The task: Can you find the lines of the listing that include "ColumnOrder" and copy every one?

Supplied material:
use crate::error::{CubeError, Result};
use crate::logic::permissions::{self, Action};
use crate::model::app_id::{validate_version, ApplicationId, ReleaseStatus, BOOT_VERSION, HEAD};
use crate::model::cube_info::SearchOptions;
use crate::model::user_context::UserContext;
use crate::store::registry::Registry;

/// Branch and release lifecycle on top of the persister: copy, move,
/// release, delete. Every operation validates inputs first, walks the
/// permission and lock gates, and invalidates caches after the persister
/// commits.
pub struct BranchOperations;

impl BranchOperations {
    /// Copy the cubes of `src` into the branch `dst`. The target may not be
    /// a RELEASE coordinate or an existing non-empty branch. New apps get
    /// their permission cubes seeded, with `user` as ADMIN.
    pub async fn copy_branch(
        reg: &Registry,
        user: &UserContext,
        src: &ApplicationId,
        dst: &ApplicationId,
        with_history: bool,
    ) -> Result<usize> {
        src.validate()?;
        dst.validate()?;
        if dst.is_release() {
            return Err(CubeError::illegal_argument(format!(
                "copy branch: target {} is a RELEASE coordinate",
                dst
            )));
        }
        if src.cache_key() == dst.cache_key() {
            return Err(CubeError::illegal_argument(format!(
                "copy branch: source and target are both {}",
                dst
            )));
        }
        let existing = reg
            .persister()
            .search(dst, None, None, &SearchOptions::active_only())
            .await?;
        if !existing.is_empty() {
            return Err(CubeError::illegal_argument(format!(
                "copy branch: target {} already holds {} cubes",
                dst,
                existing.len()
            )));
        }
        permissions::detect_new_app_id(reg, user, dst).await?;
        permissions::assert_not_lock_blocked(reg, user, dst).await?;

        let copied = if with_history {
            reg.persister().copy_branch_with_history(src, dst).await?
        } else {
            reg.persister().copy_branch(src, dst).await?
        };
        reg.clear_cache(Some(dst)).await;
        reg.broadcast(dst, "branch copied", &src.branch);
        Ok(copied)
    }

    /// Move a branch to a new version. The caller must hold the app lock;
    /// the bootstrap version is rejected as source or target.
    pub async fn move_branch(
        reg: &Registry,
        user: &UserContext,
        app_id: &ApplicationId,
        new_version: &str,
    ) -> Result<usize> {
        app_id.validate()?;
        validate_version(new_version)?;
        if app_id.is_bootstrap_version() || new_version == BOOT_VERSION {
            return Err(CubeError::illegal_argument(
                "move branch: version 0.0.0 is reserved for system configuration",
            ));
        }
        if app_id.is_head() {
            return Err(CubeError::illegal_argument("move branch: cannot move HEAD"));
        }
        permissions::assert_locked_by_me(reg, user, app_id).await?;

        let moved = reg.persister().move_branch(app_id, new_version).await?;
        reg.clear_cache(Some(app_id)).await;
        reg.clear_cache(Some(&app_id.with_version(new_version))).await;
        reg.broadcast(app_id, "branch moved", new_version);
        Ok(moved)
    }

    /// SNAPSHOT → RELEASE transition: under the app lock, move every
    /// non-HEAD branch to `new_version`, flip the HEAD SNAPSHOT to RELEASE,
    /// and seed a fresh HEAD SNAPSHOT at `new_version` with the released
    /// content. Returns the number of cubes released.
    pub async fn release_version(
        reg: &Registry,
        user: &UserContext,
        app_id: &ApplicationId,
        new_version: &str,
    ) -> Result<usize> {
        app_id.validate()?;
        validate_version(new_version)?;
        if app_id.is_bootstrap_version() {
            return Err(CubeError::illegal_argument(
                "release: version 0.0.0 is reserved for system configuration",
            ));
        }
        if !app_id.is_snapshot() {
            return Err(CubeError::illegal_argument(format!(
                "release: {} is already a RELEASE",
                app_id
            )));
        }
        if new_version == app_id.version {
            return Err(CubeError::illegal_argument(format!(
                "release: new snapshot version must differ from '{}'",
                app_id.version
            )));
        }
        permissions::assert_permissions(reg, user, app_id, None, Action::Release).await?;
        permissions::lock_app(reg, user, app_id).await?;

        let result = Self::release_under_lock(reg, user, app_id, new_version).await;

        // A process crash in release_under_lock leaves the lock set, which
        // blocks further mutation until an administrator intervenes.
        let unlock = permissions::unlock_app(reg, user, app_id).await;
        let released = result?;
        unlock?;

        reg.broadcast(app_id, "released", new_version);
        Ok(released)
    }

    async fn release_under_lock(
        reg: &Registry,
        user: &UserContext,
        app_id: &ApplicationId,
        new_version: &str,
    ) -> Result<usize> {
        let head = app_id.with_branch(HEAD);
        log::info!(
            "{} releasing {} as RELEASE, next snapshot {}",
            user.user_id,
            app_id,
            new_version
        );

        let branches = reg.persister().get_branches(app_id).await?;
        for branch in branches {
            if branch.eq_ignore_ascii_case(HEAD) {
                continue;
            }
            let branch_app = app_id.with_branch(&branch);
            reg.persister().move_branch(&branch_app, new_version).await?;
            reg.clear_cache(Some(&branch_app)).await;
            reg.clear_cache(Some(&branch_app.with_version(new_version))).await;
        }

        let released = reg.persister().release_cubes(&head, new_version).await?;
        let release_app = head.with_status(ReleaseStatus::Release);
        reg.clear_cache(Some(&head)).await;
        reg.clear_cache(Some(&release_app)).await;

        let new_head = head.with_version(new_version);
        reg.persister().copy_branch(&release_app, &new_head).await?;
        reg.clear_cache(Some(&new_head)).await;
        Ok(released)
    }

    /// Delete a branch outright. HEAD and the bootstrap version are
    /// protected.
    pub async fn delete_branch(
        reg: &Registry,
        user: &UserContext,
        app_id: &ApplicationId,
    ) -> Result<bool> {
        app_id.validate()?;
        if app_id.is_head() {
            return Err(CubeError::illegal_argument("delete branch: cannot delete HEAD"));
        }
        if app_id.is_bootstrap_version() {
            return Err(CubeError::illegal_argument(
                "delete branch: version 0.0.0 is reserved for system configuration",
            ));
        }
        permissions::assert_not_lock_blocked(reg, user, app_id).await?;
        permissions::assert_permissions(reg, user, app_id, None, Action::Update).await?;

        let deleted = reg.persister().delete_branch(app_id).await?;
        reg.clear_cache(Some(app_id)).await;
        reg.broadcast(app_id, "branch deleted", &app_id.branch);
        Ok(deleted)
    }
}

#[cfg(test)]
mod tests {
    use super::*;
    use crate::model::cube::{CellValue, Cube};
    use crate::model::value::{AxisType, AxisValueType, ColumnOrder, ColumnValue, Scalar};
    use crate::store::memory::MemoryPersister;
    use std::sync::Arc;

    fn head_app() -> ApplicationId {
        ApplicationId::new("acme", "alpha", "1.0.0", ReleaseStatus::Snapshot, HEAD).unwrap()
    }

    fn cube(name: &str, app_id: &ApplicationId) -> Cube {
        let mut cube = Cube::new(name, app_id.clone()).unwrap();
        cube.add_axis(
            "n",
            AxisType::Discrete,
            AxisValueType::Long,
            ColumnOrder::Sorted,
            false,
        )
        .unwrap();
        let id = cube.add_column("n", Some(ColumnValue::Scalar(Scalar::Long(1)))).unwrap();
        cube.set_cell_by_ids(&[id], CellValue::Json(serde_json::json!("v"))).unwrap();
        cube
    }

    fn registry() -> Registry {
        Registry::with_default_evaluator(Arc::new(MemoryPersister::new()))
    }

    #[tokio::test]
    async fn copy_branch_rejects_release_and_nonempty_targets() {
        let reg = registry();
        let jane = UserContext::new("jane");
        let head = head_app();
        reg.update_cube(&jane, &cube("rates", &head)).await.unwrap();

        let release_target = head.with_branch("b").with_status(ReleaseStatus::Release);
        assert!(matches!(
            BranchOperations::copy_branch(&reg, &jane, &head, &release_target, false)
                .await
                .unwrap_err(),
            CubeError::IllegalArgument(_)
        ));

        let branch = head.with_branch("jane.branch");
        let copied = BranchOperations::copy_branch(&reg, &jane, &head, &branch, false)
            .await
            .unwrap();
        assert_eq!(copied, 1);

        // Copying onto the now non-empty branch fails.
        assert!(matches!(
            BranchOperations::copy_branch(&reg, &jane, &head, &branch, false)
                .await
                .unwrap_err(),
            CubeError::IllegalArgument(_)
        ));
    }

    #[tokio::test]
    async fn move_branch_needs_the_lock_and_shuns_bootstrap() {
        let reg = registry();
        let jane = UserContext::new("jane");
        let head = head_app();
        reg.update_cube(&jane, &cube("rates", &head)).await.unwrap();
        let branch = head.with_branch("jane.branch");
        BranchOperations::copy_branch(&reg, &jane, &head, &branch, false)
            .await
            .unwrap();

        // Without the lock the move is refused.
        assert!(matches!(
            BranchOperations::move_branch(&reg, &jane, &branch, "1.1.0")
                .await
                .unwrap_err(),
            CubeError::Security(_)
        ));

        permissions::lock_app(&reg, &jane, &branch).await.unwrap();
        let moved = BranchOperations::move_branch(&reg, &jane, &branch, "1.1.0")
            .await
            .unwrap();
        assert_eq!(moved, 1);
        permissions::unlock_app(&reg, &jane, &branch).await.unwrap();

        assert!(reg
            .get_cube(&branch.with_version("1.1.0"), "rates")
            .await
            .unwrap()
            .is_some());
        assert!(reg.get_cube(&branch, "rates").await.unwrap().is_none());

        assert!(matches!(
            BranchOperations::move_branch(&reg, &jane, &branch.with_version("0.0.0"), "2.0.0")
                .await
                .unwrap_err(),
            CubeError::IllegalArgument(_)
        ));
    }

    #[tokio::test]
    async fn release_flow_matches_the_lifecycle_contract() {
        let reg = registry();
        let jane = UserContext::new("jane");
        let bob = UserContext::new("bob");
        let head = head_app();

        // Bootstrap mode: jane creates content, then the branch copy seeds
        // the permission cubes making jane the admin.
        reg.update_cube(&jane, &cube("rates", &head)).await.unwrap();
        let branch = head.with_branch("mybranch");
        BranchOperations::copy_branch(&reg, &jane, &head, &branch, false)
            .await
            .unwrap();

        // A non-admin cannot release.
        assert!(matches!(
            BranchOperations::release_version(&reg, &bob, &head, "1.1.0")
                .await
                .unwrap_err(),
            CubeError::Security(_)
        ));

        let released = BranchOperations::release_version(&reg, &jane, &head, "1.1.0")
            .await
            .unwrap();
        assert_eq!(released, 1);

        // The prior SNAPSHOT is now RELEASE.
        let release = head.with_status(ReleaseStatus::Release);
        assert!(reg.get_cube(&release, "rates").await.unwrap().is_some());
        assert!(reg.get_cube(&head, "rates").await.unwrap().is_none());

        // The new HEAD SNAPSHOT exists with the copied-through content.
        let new_head = head.with_version("1.1.0");
        assert!(reg.get_cube(&new_head, "rates").await.unwrap().is_some());

        // Non-HEAD branches moved to the new version.
        assert!(reg
            .get_cube(&branch.with_version("1.1.0"), "rates")
            .await
            .unwrap()
            .is_some());

        // The lock was released on the way out.
        permissions::assert_not_lock_blocked(&reg, &bob, &head).await.unwrap();

        // Releasing a RELEASE is rejected.
        assert!(matches!(
            BranchOperations::release_version(&reg, &jane, &release, "1.2.0")
                .await
                .unwrap_err(),
            CubeError::IllegalArgument(_)
        ));
    }

    #[tokio::test]
    async fn delete_branch_protects_head() {
        let reg = registry();
        let jane = UserContext::new("jane");
        let head = head_app();
        reg.update_cube(&jane, &cube("rates", &head)).await.unwrap();
        let branch = head.with_branch("jane.branch");
        BranchOperations::copy_branch(&reg, &jane, &head, &branch, false)
            .await
            .unwrap();

        assert!(matches!(
            BranchOperations::delete_branch(&reg, &jane, &head).await.unwrap_err(),
            CubeError::IllegalArgument(_)
        ));
        assert!(BranchOperations::delete_branch(&reg, &jane, &branch).await.unwrap());
        assert!(reg.get_cube(&branch, "rates").await.unwrap().is_none());
    }
}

Reply to the exercise:
    use crate::model::value::{AxisType, AxisValueType, ColumnOrder, ColumnValue, Scalar};
            ColumnOrder::Sorted,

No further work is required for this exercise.